(HealthDay News) – The International Society for Heart and Lung Transplantation has developed practice guidelines on the use of mechanical circulatory support (MCS) devices in the treatment of patients with advanced heart failure; the guidelines have been published in the February issue of The Journal of Heart and Lung Transplantation.
Noting that the field of MCS has progressed considerably in the last 15 years, David Feldman, MD, PhD, from the Minneapolis Heart Institute, together with other writers and reviewers, on behalf of the International Society for Heart and Lung Transplantation, has developed practice guidelines for physicians who treat patients with advanced heart failure using MCS devices. The guidelines are mainly based on level C evidence or consensus agreement.

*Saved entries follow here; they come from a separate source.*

//! Turns intersection hits into junctions, and keeps junctions in a consistent state after
//! edits.

use std::collections::BTreeSet;

use anyhow::Result;
use serde::{Deserialize, Serialize};

use geom::{Distance, Pt2D, EPSILON_DIST};

use crate::make::intersections::find_intersections_3d;
use crate::make::{connections, segment_map};
use crate::{
    ContactPoint, EditEffects, Junction, JunctionID, Road, RoadID, RoadLink, RoadNetwork,
    SegmentRef, SplineID,
};

/// How far along a road is in getting junctions where it crosses other roads.
#[derive(Clone, Copy, Debug, PartialEq, Eq, Serialize, Deserialize)]
pub enum RoadJunctionState {
    NoIntersection,
    /// Crosses another road, but no junction has been made there yet
    SingleIntersection,
    JunctionExists,
}

impl RoadNetwork {
    pub fn junction_state(&self, r: RoadID) -> Result<RoadJunctionState> {
        let road = self.get_r(r)?;
        if [road.predecessor, road.successor]
            .iter()
            .any(|link| matches!(link, Some(RoadLink::Junction(_))))
        {
            return Ok(RoadJunctionState::JunctionExists);
        }
        if find_intersections_3d(self, r).is_empty() {
            Ok(RoadJunctionState::NoIntersection)
        } else {
            Ok(RoadJunctionState::SingleIntersection)
        }
    }
}

// A hit, in spline coordinates. Road ids go stale as soon as the first junction cuts them.
struct Crossing {
    point: Pt2D,
    spline_a: SplineID,
    s_a: Distance,
    width_a: Distance,
    spline_b: SplineID,
    s_b: Distance,
    width_b: Distance,
}

/// Puts a junction wherever a road crosses another. Crossings inside an existing auto junction
/// join that junction; others get a new one, cutting both roads for half the other road's width
/// on each side of the crossing. Afterwards, the road's spline joins any auto junction it passes
/// through without crossing one of its roads.
pub fn update_junctions_for_road(
    net: &mut RoadNetwork,
    r: RoadID,
    effects: &mut EditEffects,
) -> Result<()> {
    let spline = match net.get_r(r) {
        Ok(road) => road.spline,
        Err(_) => {
            return Ok(());
        }
    };
    let hits = find_intersections_3d(net, r);
    let mut crossings = Vec::new();
    for hit in hits {
        let a = net.get_r(hit.road_a)?;
        let b = net.get_r(hit.road_b)?;
        crossings.push(Crossing {
            point: hit.point,
            spline_a: a.spline,
            s_a: a.spline_offset + hit.s_a,
            width_a: a.width_at(hit.s_a),
            spline_b: b.spline,
            s_b: b.spline_offset + hit.s_b,
            width_b: b.width_at(hit.s_b),
        });
    }

    for crossing in crossings {
        let existing = net
            .all_junctions()
            .find(|j| j.auto && j.covers(crossing.point))
            .map(|j| j.id);
        let j = match existing {
            Some(j) => j,
            None => {
                let j = net.new_junction_id();
                let radius = Distance::meters(
                    (crossing.width_a.inner_meters() / 2.0)
                        .hypot(crossing.width_b.inner_meters() / 2.0),
                );
                net.put_junction(Junction::new(j, crossing.point, radius, true));
                info!(
                    "Created {} where {} crosses {}",
                    j, crossing.spline_a, crossing.spline_b
                );
                j
            }
        };
        splice(net, j, crossing.spline_a, crossing.s_a, crossing.width_b, effects)?;
        splice(net, j, crossing.spline_b, crossing.s_b, crossing.width_a, effects)?;
        effects.junction_stale(j);
    }

    join_junctions_passed_through(net, spline, effects)
}

// The roads already meeting at a junction have been cut back from its middle, so a spline
// running straight through it never crosses any of them.
fn join_junctions_passed_through(
    net: &mut RoadNetwork,
    spline: SplineID,
    effects: &mut EditEffects,
) -> Result<()> {
    let sp = net.get_s(spline)?;
    if sp.is_private() {
        return Ok(());
    }
    let along = sp.junctions();
    let mut found: Vec<(JunctionID, Distance, Distance)> = Vec::new();
    for junction in net.all_junctions() {
        if !junction.auto || along.contains(&junction.id) {
            continue;
        }
        for r in sp.roads() {
            let road = net.get_r(r)?;
            let s = match net.project(r, junction.center) {
                Ok((s, _)) => s,
                Err(_) => continue,
            };
            let inside = road
                .try_state_at(s)
                .map(|state| junction.covers(state.pt))
                .unwrap_or(false);
            if inside && level_with(net, road, s, junction.id) {
                found.push((junction.id, road.spline_offset + s, junction.radius));
                break;
            }
        }
    }

    for (j, s, half) in found {
        let sp = net.get_s(spline)?;
        if sp.junctions().contains(&j) {
            continue;
        }
        let (start, end) = room_around(sp.spans(), s, (s - half).max(Distance::ZERO), s + half);
        if end - start < EPSILON_DIST {
            warn!("No room for {} along {} at {}", j, spline, s);
            continue;
        }
        info!("{} passes through {}", spline, j);
        segment_map::insert_junction(net, spline, start, end, j, effects)?;
        effects.junction_stale(j);
    }
    Ok(())
}

// Shrinks [start, end) around `s` so it doesn't overlap any junction already along the spline.
fn room_around(
    spans: Vec<(Distance, Distance, SegmentRef)>,
    s: Distance,
    mut start: Distance,
    mut end: Distance,
) -> (Distance, Distance) {
    for (a, b, entry) in spans {
        if let SegmentRef::Junction(_) = entry {
            if b <= s {
                start = start.max(b);
            } else if a >= s {
                end = end.min(a);
            }
        }
    }
    (start, end)
}

// Whether a road at `s` is at the same level as any road end already at the junction.
fn level_with(net: &RoadNetwork, road: &Road, s: Distance, j: JunctionID) -> bool {
    let z = road.elevation_at(s);
    net.road_ends_at(j).into_iter().any(|end| {
        net.get_r(end.road)
            .map(
                |other| match (z, other.elevation_at(other.contact_s(end.contact))) {
                    (Some(z1), Some(z2)) => (z1 - z2).abs() < net.config.elevation_tolerance,
                    (None, None) => true,
                    _ => false,
                },
            )
            .unwrap_or(false)
    })
}

// Cuts a spline for a junction around `s`, unless the junction is already along it.
fn splice(
    net: &mut RoadNetwork,
    j: JunctionID,
    spline: SplineID,
    s: Distance,
    other_width: Distance,
    effects: &mut EditEffects,
) -> Result<()> {
    let sp = net.get_s(spline)?;
    if sp.junctions().contains(&j) {
        return Ok(());
    }
    let (a, b) = match sp.entry_at(s) {
        Some((a, b, SegmentRef::Road(_))) => (a, b),
        Some((_, _, SegmentRef::Junction(other))) => {
            debug!("{} at {} is already inside {}", spline, s, other);
            return Ok(());
        }
        None => {
            return Ok(());
        }
    };
    let half = other_width.max(net.config.default_lane_width) / 2.0;
    let start = (s - half).max(a);
    let end = (s + half).min(b);
    if end - start < EPSILON_DIST {
        warn!("No room for {} along {} at {}", j, spline, s);
        return Ok(());
    }
    segment_map::insert_junction(net, spline, start, end, j, effects)
}

/// Brings every junction touched by an edit up to date. Auto junctions that no longer join
/// anything are deleted, then the connections of everything else are rebuilt.
pub fn settle_junctions(net: &mut RoadNetwork, effects: &mut EditEffects) -> Result<()> {
    loop {
        let doomed = effects.stale_junctions().into_iter().find(|j| {
            net.get_j(*j)
                .map(|junction| junction.auto && !joins_anything(net, *j))
                .unwrap_or(false)
        });
        match doomed {
            Some(j) => {
                info!("{} doesn't join anything anymore, removing it", j);
                delete_junction(net, j, effects)?;
            }
            None => break,
        }
    }

    let mut todo: BTreeSet<JunctionID> = effects.stale_junctions().into_iter().collect();
    todo.extend(net.all_junctions().filter(|j| j.is_dirty()).map(|j| j.id));
    for j in todo {
        if net.junction_exists(j) {
            connections::rebuild_connections(net, j, effects)?;
        }
    }
    Ok(())
}

// At least two road ends, and not all from the same spline.
fn joins_anything(net: &RoadNetwork, j: JunctionID) -> bool {
    let ends = net.road_ends_at(j);
    let splines: BTreeSet<SplineID> = ends
        .iter()
        .filter_map(|end| net.get_r(end.road).ok().map(|r| r.spline))
        .collect();
    ends.len() >= 2 && splines.len() >= 2
}

/// Deletes a junction with its connections. Along every spline it covers, the neighboring roads
/// take back its span.
pub fn delete_junction(
    net: &mut RoadNetwork,
    j: JunctionID,
    effects: &mut EditEffects,
) -> Result<()> {
    connections::clear_connections(net, j, effects)?;
    for spline in net.spline_ids() {
        if net.spline_exists(spline) && net.get_s(spline)?.junctions().contains(&j) {
            segment_map::remove_entry(net, spline, SegmentRef::Junction(j), effects)?;
        }
    }
    // Road ends attached by hand
    for r in net.road_ids() {
        for contact in [ContactPoint::Start, ContactPoint::End] {
            let road = net.mut_road(r)?;
            if road.link(contact) == Some(RoadLink::Junction(j)) {
                road.set_link(contact, None);
                effects.road_changed(r);
            }
        }
    }
    net.take_junction(j);
    effects.junction_deleted(j);
    info!("Deleted {}", j);
    Ok(())
}
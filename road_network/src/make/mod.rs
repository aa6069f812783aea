//! The algorithms behind the edit operators. Everything here works on a `RoadNetwork` in the
//! middle of a transaction, so it may leave things half-done on failure; the transaction undoes
//! it.

pub mod connections;
pub mod divide;
pub mod intersections;
pub mod junctions;
pub mod segment_map;
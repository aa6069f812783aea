use std::fmt;

use serde::{Deserialize, Serialize};

use crate::Pt2D;

/// An angle, stored in radians. Used mostly for headings, which are measured counter-clockwise
/// from the +x axis.
#[derive(Clone, Copy, Debug, PartialEq, Serialize, Deserialize)]
pub struct Angle(f64);

/// Which way a chain of three points bends.
#[derive(Clone, Copy, Debug, PartialEq, Eq, Serialize, Deserialize)]
pub enum TurnDirection {
    Left,
    Right,
    Straight,
}

impl Angle {
    pub const ZERO: Angle = Angle(0.0);

    pub fn new_rads(rads: f64) -> Angle {
        if !rads.is_finite() {
            panic!("Bad Angle {}", rads);
        }
        Angle(rads)
    }

    pub fn degrees(degs: f64) -> Angle {
        Angle::new_rads(degs.to_radians())
    }

    /// The heading of a direction vector.
    pub fn from_direction(dx: f64, dy: f64) -> Angle {
        Angle::new_rads(dy.atan2(dx))
    }

    /// A unit vector pointing along this heading.
    pub fn to_direction(self) -> (f64, f64) {
        let (sin, cos) = self.0.sin_cos();
        (cos, sin)
    }

    pub fn opposite(self) -> Angle {
        Angle::new_rads(self.0 + std::f64::consts::PI)
    }

    pub fn rotate_rads(self, rads: f64) -> Angle {
        Angle::new_rads(self.0 + rads)
    }

    pub fn rotate_degs(self, degrees: f64) -> Angle {
        self.rotate_rads(degrees.to_radians())
    }

    /// The raw value, without any normalization.
    pub fn raw_radians(self) -> f64 {
        self.0
    }

    /// Normalized to [0, 2pi)
    pub fn normalized_radians(self) -> f64 {
        let rads = self.0.rem_euclid(2.0 * std::f64::consts::PI);
        // rem_euclid can round up to exactly 2pi
        if rads >= 2.0 * std::f64::consts::PI {
            0.0
        } else {
            rads
        }
    }

    /// Normalized to [0, 360)
    pub fn normalized_degrees(self) -> f64 {
        self.normalized_radians().to_degrees()
    }

    /// The signed rotation, in (-pi, pi], needed to turn from `self` to `other`. Positive means
    /// counter-clockwise.
    pub fn shortest_rotation_towards(self, other: Angle) -> f64 {
        let mut diff = (other.0 - self.0).rem_euclid(2.0 * std::f64::consts::PI);
        if diff > std::f64::consts::PI {
            diff -= 2.0 * std::f64::consts::PI;
        }
        diff
    }

    pub fn approx_eq(self, other: Angle, within_rads: f64) -> bool {
        self.shortest_rotation_towards(other).abs() <= within_rads
    }

    /// True if the two headings point the same or exactly opposite ways.
    pub fn approx_parallel(self, other: Angle, within_rads: f64) -> bool {
        self.approx_eq(other, within_rads) || self.approx_eq(other.opposite(), within_rads)
    }
}

impl TurnDirection {
    /// Uses the sign of the cross product; clockwise is a right turn.
    pub fn from_pts(pt1: Pt2D, pt2: Pt2D, pt3: Pt2D) -> TurnDirection {
        let cross = pt1.cross(pt2, pt3);
        // Scale the tolerance by the legs, so this doesn't depend on units
        let scale = pt1.dist_to(pt2).inner_meters() * pt2.dist_to(pt3).inner_meters();
        if cross.abs() <= 1e-12 * scale {
            TurnDirection::Straight
        } else if cross > 0.0 {
            TurnDirection::Left
        } else {
            TurnDirection::Right
        }
    }

    /// +1 for left, -1 for right, 0 for straight. Curvature carries this sign.
    pub fn sign(self) -> f64 {
        match self {
            TurnDirection::Left => 1.0,
            TurnDirection::Right => -1.0,
            TurnDirection::Straight => 0.0,
        }
    }
}

impl fmt::Display for Angle {
    fn fmt(&self, f: &mut fmt::Formatter) -> fmt::Result {
        write!(f, "Angle({} degrees)", self.normalized_degrees())
    }
}

#[cfg(test)]
mod tests {
    use super::*;

    #[test]
    fn shortest_rotation() {
        let east = Angle::degrees(0.0);
        let north = Angle::degrees(90.0);
        assert!((east.shortest_rotation_towards(north) - std::f64::consts::FRAC_PI_2).abs() < 1e-12);
        assert!((north.shortest_rotation_towards(east) + std::f64::consts::FRAC_PI_2).abs() < 1e-12);

        let almost_east = Angle::degrees(359.0);
        assert!((east.shortest_rotation_towards(almost_east) + 1.0_f64.to_radians()).abs() < 1e-12);
        assert!(Angle::degrees(-90.0).approx_eq(Angle::degrees(270.0), 1e-9));
    }

    #[test]
    fn turn_direction() {
        let a = Pt2D::new(0.0, 0.0);
        let b = Pt2D::new(10.0, 0.0);
        assert_eq!(
            TurnDirection::from_pts(a, b, Pt2D::new(10.0, 10.0)),
            TurnDirection::Left
        );
        assert_eq!(
            TurnDirection::from_pts(a, b, Pt2D::new(10.0, -10.0)),
            TurnDirection::Right
        );
        assert_eq!(
            TurnDirection::from_pts(a, b, Pt2D::new(20.0, 0.0)),
            TurnDirection::Straight
        );
    }
}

Recommendations have been issued from the work of five Task Force groups in distinct areas. These recommendations focus on patient selection for permanent pump implantation (referral and evaluation of patients and risk); patient optimization before implantation of the device (management of risk factors and informed consent); intraoperative considerations and immediate postoperative care in the setting of the intensive care unit (anesthesia and surgical technique, including implantation and explantation); postoperative patient care management; and lastly, long-term outpatient care based on a multidisciplinary approach.
“We hope that these guidelines will provide an impetus for organized dissemination of best practices from various centers with excellent outcomes into the literature to further the field of MCS,” the authors conclude.
Several contributing writers and reviewers disclosed financial ties to the medical device and pharmaceutical industries.